Linzaer / Ultra-Light-Fast-Generic-Face-Detector-1MB

💎1MB lightweight face detection model (1MB轻量级人脸检测模型)
MIT License
7.17k stars 1.54k forks source link

Problem about running onnx model on TensorRT lib #252

Open pango99 opened 3 years ago

pango99 commented 3 years ago

Hi: I try to running the onnx model on NVIDIA TensorRT lib, firstly I load the version-RFB-320.onnx model, trt lib report below warnings,and detect result is wrong

onnx2trt_utils.cpp:220: Your ONNX model has been generated with INT64 weights, while TensorRT does not natively support INT64. Attempting to cast down to INT32. onnx2trt_utils.cpp:246: One or more weights outside the range of INT32 was clamped onnx2trt_utils.cpp:246: One or more weights outside the range of INT32 was clamped onnx2trt_utils.cpp:246: One or more weights outside the range of INT32 was clamped

I also test the version-RFB-640.onnx,it has the same problem, so whether the INT64->INT32 conversion is the cause of the mistake? For running on TensorRT, should I use the "simplified" or "without_postprocessing" version model?

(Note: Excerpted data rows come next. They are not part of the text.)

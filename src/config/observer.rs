// src/config/observer.rs

//! Checkpoint hooks for configuration loading.
//!
//! The loader reports progress through a [`LoadObserver`] instead of writing
//! diagnostics itself. The CLI installs [`TracingObserver`]; library callers
//! get [`NoopObserver`] unless they inject their own.

use std::fmt;
use std::path::Path;

use tracing::debug;

/// Where a resolved field value came from.
#[derive(Debug, Clone, Copy, PartialEq, Eq)]
pub enum ValueSource {
    Document,
    Default,
}

#[derive(Debug, Clone, PartialEq, Eq)]
pub enum FieldValue {
    Text(String),
    Flag(bool),
}

impl fmt::Display for FieldValue {
    fn fmt(&self, f: &mut fmt::Formatter<'_>) -> fmt::Result {
        match self {
            FieldValue::Text(text) => f.write_str(text),
            FieldValue::Flag(flag) => write!(f, "{flag}"),
        }
    }
}

/// Receives loader checkpoints.
///
/// `document_loaded` fires once the XML parses; `field_resolved` then fires
/// per field in output order, stopping at the first field that fails.
pub trait LoadObserver: Send + Sync {
    /// `path` is `None` when loading from an in-memory string.
    fn document_loaded(&self, _path: Option<&Path>, _root_tag: &str) {}

    fn field_resolved(&self, _field: &str, _value: &FieldValue, _source: ValueSource) {}
}

#[derive(Debug, Clone, Copy, Default)]
pub struct NoopObserver;

impl LoadObserver for NoopObserver {}

/// Emits each checkpoint as a `debug` tracing event.
#[derive(Debug, Clone, Copy, Default)]
pub struct TracingObserver;

impl LoadObserver for TracingObserver {
    fn document_loaded(&self, path: Option<&Path>, root_tag: &str) {
        match path {
            Some(path) => debug!(path = %path.display(), root = root_tag, "config document parsed"),
            None => debug!(root = root_tag, "config document parsed from string"),
        }
    }

    fn field_resolved(&self, field: &str, value: &FieldValue, source: ValueSource) {
        debug!(field, %value, ?source, "config field resolved");
    }
}
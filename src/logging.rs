// src/logging.rs

//! Logging setup for `depviz` using `tracing` + `tracing-subscriber`.
//!
//! Priority for determining the filter:
//! 1. `--log-level` CLI flag (if provided)
//! 2. `DEPVIZ_LOG` environment variable, as `EnvFilter` directives
//!    (e.g. "debug" or "depviz::config=trace")
//! 3. default to `warn`
//!
//! The printed configuration is the only thing on stdout; logs go to
//! STDERR and stay quiet unless something is wrong or asked for.

use anyhow::Result;
use tracing_subscriber::{EnvFilter, fmt};

use crate::cli::LogLevel;

pub const LOG_ENV_VAR: &str = "DEPVIZ_LOG";

const DEFAULT_DIRECTIVES: &str = "warn";

/// Initialise global logging subscriber.
///
/// Safe to call once at startup.
pub fn init_logging(cli_level: Option<LogLevel>) -> Result<()> {
    let directives = filter_directives(cli_level, std::env::var(LOG_ENV_VAR).ok().as_deref());

    fmt()
        .with_env_filter(EnvFilter::try_new(directives)?)
        .with_target(true)
        .with_writer(std::io::stderr)
        .try_init()
        .map_err(anyhow::Error::msg)?;

    Ok(())
}

impl LogLevel {
    fn directive(self) -> &'static str {
        match self {
            LogLevel::Error => "error",
            LogLevel::Warn => "warn",
            LogLevel::Info => "info",
            LogLevel::Debug => "debug",
            LogLevel::Trace => "trace",
        }
    }
}

/// Blank or unparseable `DEPVIZ_LOG` values fall back to the default.
fn filter_directives(cli_level: Option<LogLevel>, env_value: Option<&str>) -> String {
    if let Some(lvl) = cli_level {
        return lvl.directive().to_string();
    }

    env_value
        .map(str::trim)
        .filter(|value| !value.is_empty() && EnvFilter::try_new(value).is_ok())
        .unwrap_or(DEFAULT_DIRECTIVES)
        .to_string()
}
use std::path::{Path, PathBuf};
use std::sync::{Arc, Mutex};

use depviz::config::{FieldValue, LoadObserver, ValueSource};

#[derive(Debug, Clone, PartialEq, Eq)]
pub enum Checkpoint {
    DocumentLoaded {
        path: Option<PathBuf>,
        root_tag: String,
    },
    FieldResolved {
        field: String,
        value: FieldValue,
        source: ValueSource,
    },
}

/// An observer that records every checkpoint it sees, in order.
///
/// Clones share the same log, so keep one handle for assertions and hand
/// another to the loader.
#[derive(Debug, Clone, Default)]
pub struct RecordingObserver {
    seen: Arc<Mutex<Vec<Checkpoint>>>,
}

impl RecordingObserver {
    pub fn new() -> Self {
        Self::default()
    }

    pub fn checkpoints(&self) -> Vec<Checkpoint> {
        self.seen.lock().unwrap().clone()
    }

    /// Field names in the order they were resolved.
    pub fn resolved_fields(&self) -> Vec<String> {
        self.checkpoints()
            .into_iter()
            .filter_map(|c| match c {
                Checkpoint::FieldResolved { field, .. } => Some(field),
                Checkpoint::DocumentLoaded { .. } => None,
            })
            .collect()
    }
}

impl LoadObserver for RecordingObserver {
    fn document_loaded(&self, path: Option<&Path>, root_tag: &str) {
        self.seen.lock().unwrap().push(Checkpoint::DocumentLoaded {
            path: path.map(Path::to_path_buf),
            root_tag: root_tag.to_string(),
        });
    }

    fn field_resolved(&self, field: &str, value: &FieldValue, source: ValueSource) {
        self.seen.lock().unwrap().push(Checkpoint::FieldResolved {
            field: field.to_string(),
            value: value.clone(),
            source,
        });
    }
}
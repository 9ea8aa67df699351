// src/cli.rs

//! CLI argument parsing using `clap`.

use std::ffi::OsString;
use std::path::PathBuf;

use clap::error::ErrorKind;
use clap::{Parser, ValueEnum};

use crate::output::OutputFormat;

/// Printed to stdout whenever the arguments cannot be parsed.
pub const USAGE: &str = "Usage: depviz <config.xml>\nExample: depviz File.xml";

/// Command-line arguments for `depviz`.
#[derive(Debug, Clone, Parser)]
#[command(
    name = "depviz",
    version,
    about = "Load, validate and print a depviz XML configuration.",
    override_usage = "depviz [OPTIONS] <config.xml>",
    long_about = None
)]
pub struct CliArgs {
    /// Path to the XML config file.
    #[arg(value_name = "CONFIG")]
    pub config: PathBuf,

    /// Logging level (error, warn, info, debug, trace).
    ///
    /// If omitted, `DEPVIZ_LOG` or a default level will be used.
    #[arg(long, value_enum, value_name = "LEVEL")]
    pub log_level: Option<LogLevel>,

    /// How to print the resolved configuration.
    #[arg(long, value_enum, value_name = "FORMAT", default_value_t = OutputFormat::Text)]
    pub format: OutputFormat,
}

/// Log level as exposed on the CLI.
#[derive(Debug, Copy, Clone, PartialEq, Eq, ValueEnum)]
pub enum LogLevel {
    Error,
    Warn,
    Info,
    Debug,
    Trace,
}

/// Parse arguments from an explicit iterator (first item is the program name).
pub fn try_parse_from<I, T>(args: I) -> Result<CliArgs, clap::Error>
where
    I: IntoIterator<Item = T>,
    T: Into<OsString> + Clone,
{
    CliArgs::try_parse_from(args)
}

/// Parse process arguments.
///
/// `--help` and `--version` keep clap's behaviour. Any other parse failure,
/// including a wrong number of positional arguments, prints [`USAGE`] to
/// stdout and exits with status 1.
pub fn parse() -> CliArgs {
    match try_parse_from(std::env::args_os()) {
        Ok(args) => args,
        Err(err) if matches!(err.kind(), ErrorKind::DisplayHelp | ErrorKind::DisplayVersion) => {
            err.exit()
        }
        Err(_) => {
            println!("{USAGE}");
            std::process::exit(1);
        }
    }
}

k-sokolov commented 3 years ago

hi, this conversion is not the source of the buggy detection. its rather that you need to preprocess inputs in specific way suppose input_data is your image read by cv2.imread. then you need to

input_prep = np.expand_dims(np.transpose(input_data, (2, 0, 1)), axis=0).astype(np.float32) / 255.
input_prep = np.array(input_prep, dtype=input_prep.dtype, order='C')

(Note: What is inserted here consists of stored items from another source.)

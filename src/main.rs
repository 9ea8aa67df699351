// src/main.rs

use depviz::{cli, failure_message, logging, run};

fn main() {
    let args = cli::parse();

    if let Err(err) = logging::init_logging(args.log_level) {
        eprintln!("depviz error: {err:?}");
        std::process::exit(1);
    }

    if let Err(err) = run(&args) {
        println!("{}", failure_message(&err));
        std::process::exit(1);
    }
}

and feed this to your engine

pango99 commented 3 years ago

hi, this conversion is not the source of the buggy detection. its rather that you need to preprocess inputs in specific way suppose input_data is your image read by cv2.imread. then you need to

input_prep = np.expand_dims(np.transpose(input_data, (2, 0, 1)), axis=0).astype(np.float32) / 255.
input_prep = np.array(input_prep, dtype=input_prep.dtype, order='C')

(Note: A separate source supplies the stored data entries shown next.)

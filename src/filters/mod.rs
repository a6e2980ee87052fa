//! Structured string filters.
//!
//! A [`FilterSet`] is produced either from GET /strings query parameters or
//! by the [`natural_language`] parser. The store evaluates the palindrome,
//! length and word-count predicates; `contains_character` is always applied
//! by the caller on the rows the store returns.

pub mod natural_language;

use serde::{Deserialize, Serialize};

use crate::models::AnalyzedString;
use crate::store::StorePredicate;

/// Partial query over analyzed strings. Unset fields are omitted from JSON.
#[derive(Debug, Clone, Default, PartialEq, Eq, Serialize, Deserialize)]
pub struct FilterSet {
    #[serde(skip_serializing_if = "Option::is_none")]
    pub is_palindrome: Option<bool>,
    #[serde(skip_serializing_if = "Option::is_none")]
    pub min_length: Option<usize>,
    #[serde(skip_serializing_if = "Option::is_none")]
    pub max_length: Option<usize>,
    #[serde(skip_serializing_if = "Option::is_none")]
    pub word_count: Option<usize>,
    #[serde(skip_serializing_if = "Option::is_none")]
    pub contains_character: Option<char>,
    /// Set by "shorter than 0"; no length satisfies it.
    #[serde(skip)]
    pub(crate) max_below_zero: bool,
}

/// How `contains_character` compares against stored values.
#[derive(Debug, Clone, Copy, PartialEq, Eq)]
pub enum CharacterMatch {
    Exact,
    IgnoreCase,
}

impl FilterSet {
    pub fn is_empty(&self) -> bool {
        *self == Self::default()
    }

    /// The predicates a record store can evaluate itself.
    pub fn store_predicate(&self) -> StorePredicate {
        StorePredicate {
            is_palindrome: self.is_palindrome,
            min_length: self.min_length,
            max_length: self.max_length,
            word_count: self.word_count,
        }
    }

    /// Residual `contains_character` check on a row returned by the store.
    pub fn matches_residual(&self, record: &AnalyzedString, mode: CharacterMatch) -> bool {
        let Some(needle) = self.contains_character else {
            return true;
        };
        match mode {
            CharacterMatch::Exact => record.value.contains(needle),
            CharacterMatch::IgnoreCase => {
                let needle: String = needle.to_lowercase().collect();
                record.value.to_lowercase().contains(&needle)
            }
        }
    }

    /// Drop rows failing the residual predicate.
    pub fn apply_residual(
        &self,
        records: Vec<AnalyzedString>,
        mode: CharacterMatch,
    ) -> Vec<AnalyzedString> {
        if self.contains_character.is_none() {
            return records;
        }
        records
            .into_iter()
            .filter(|r| self.matches_residual(r, mode))
            .collect()
    }
}

#[cfg(test)]
mod tests {
    use super::*;
    use crate::analyzer::StringAnalyzer;

    fn record(value: &str) -> AnalyzedString {
        StringAnalyzer::default().analyze(value).unwrap()
    }

    #[test]
    fn test_absent_fields_are_omitted_from_json() {
        let filters = FilterSet {
            is_palindrome: Some(true),
            min_length: Some(6),
            ..Default::default()
        };
        let json = serde_json::to_value(&filters).unwrap();
        assert_eq!(json, serde_json::json!({"is_palindrome": true, "min_length": 6}));
        assert_eq!(
            serde_json::to_value(FilterSet::default()).unwrap(),
            serde_json::json!({})
        );
    }

    #[test]
    fn test_contains_character_serializes_as_string() {
        let filters = FilterSet {
            contains_character: Some('z'),
            ..Default::default()
        };
        let json = serde_json::to_string(&filters).unwrap();
        assert_eq!(json, r#"{"contains_character":"z"}"#);
    }

    #[test]
    fn test_is_empty() {
        assert!(FilterSet::default().is_empty());
        let filters = FilterSet {
            word_count: Some(1),
            ..Default::default()
        };
        assert!(!filters.is_empty());

        let impossible = FilterSet {
            max_below_zero: true,
            ..Default::default()
        };
        assert!(!impossible.is_empty());
        assert_eq!(serde_json::to_value(&impossible).unwrap(), serde_json::json!({}));
    }

    #[test]
    fn test_store_predicate_excludes_contains_character() {
        let filters = FilterSet {
            is_palindrome: Some(false),
            word_count: Some(2),
            contains_character: Some('a'),
            ..Default::default()
        };
        let predicate = filters.store_predicate();
        assert_eq!(predicate.is_palindrome, Some(false));
        assert_eq!(predicate.word_count, Some(2));
        assert_eq!(predicate.min_length, None);
    }

    #[test]
    fn test_residual_case_modes() {
        let filters = FilterSet {
            contains_character: Some('a'),
            ..Default::default()
        };
        let upper = record("ABC");
        assert!(!filters.matches_residual(&upper, CharacterMatch::Exact));
        assert!(filters.matches_residual(&upper, CharacterMatch::IgnoreCase));
        assert!(filters.matches_residual(&record("cat"), CharacterMatch::Exact));
    }

    #[test]
    fn test_apply_residual_without_character_keeps_everything() {
        let rows = vec![record("one"), record("two")];
        let kept = FilterSet::default().apply_residual(rows, CharacterMatch::Exact);
        assert_eq!(kept.len(), 2);
    }
}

and feed this to your engine

hi, k-sokolov: thanks your reply,my program is written by C,not python,and I am not skilled in python,so I rewrite my C preprocess code like below:

`cv::Mat inputDetImage = cv::dnn::blobFromImage(*detImage, 1.0 / 255.0, gCnnInputSize, cv::Scalar(0, 0, 0), true);

cudaMemcpy( gEngInputBuff_CUDA, inputDetImage.data, gCnnInputSize.widthgCnnInputSize.height 3 * sizeof(float), cudaMemcpyHostToDevice); ` I think cv::dnn::blobFromImage() can produce the same data like your code,but the detect result is still wrong,so where is my code wrong?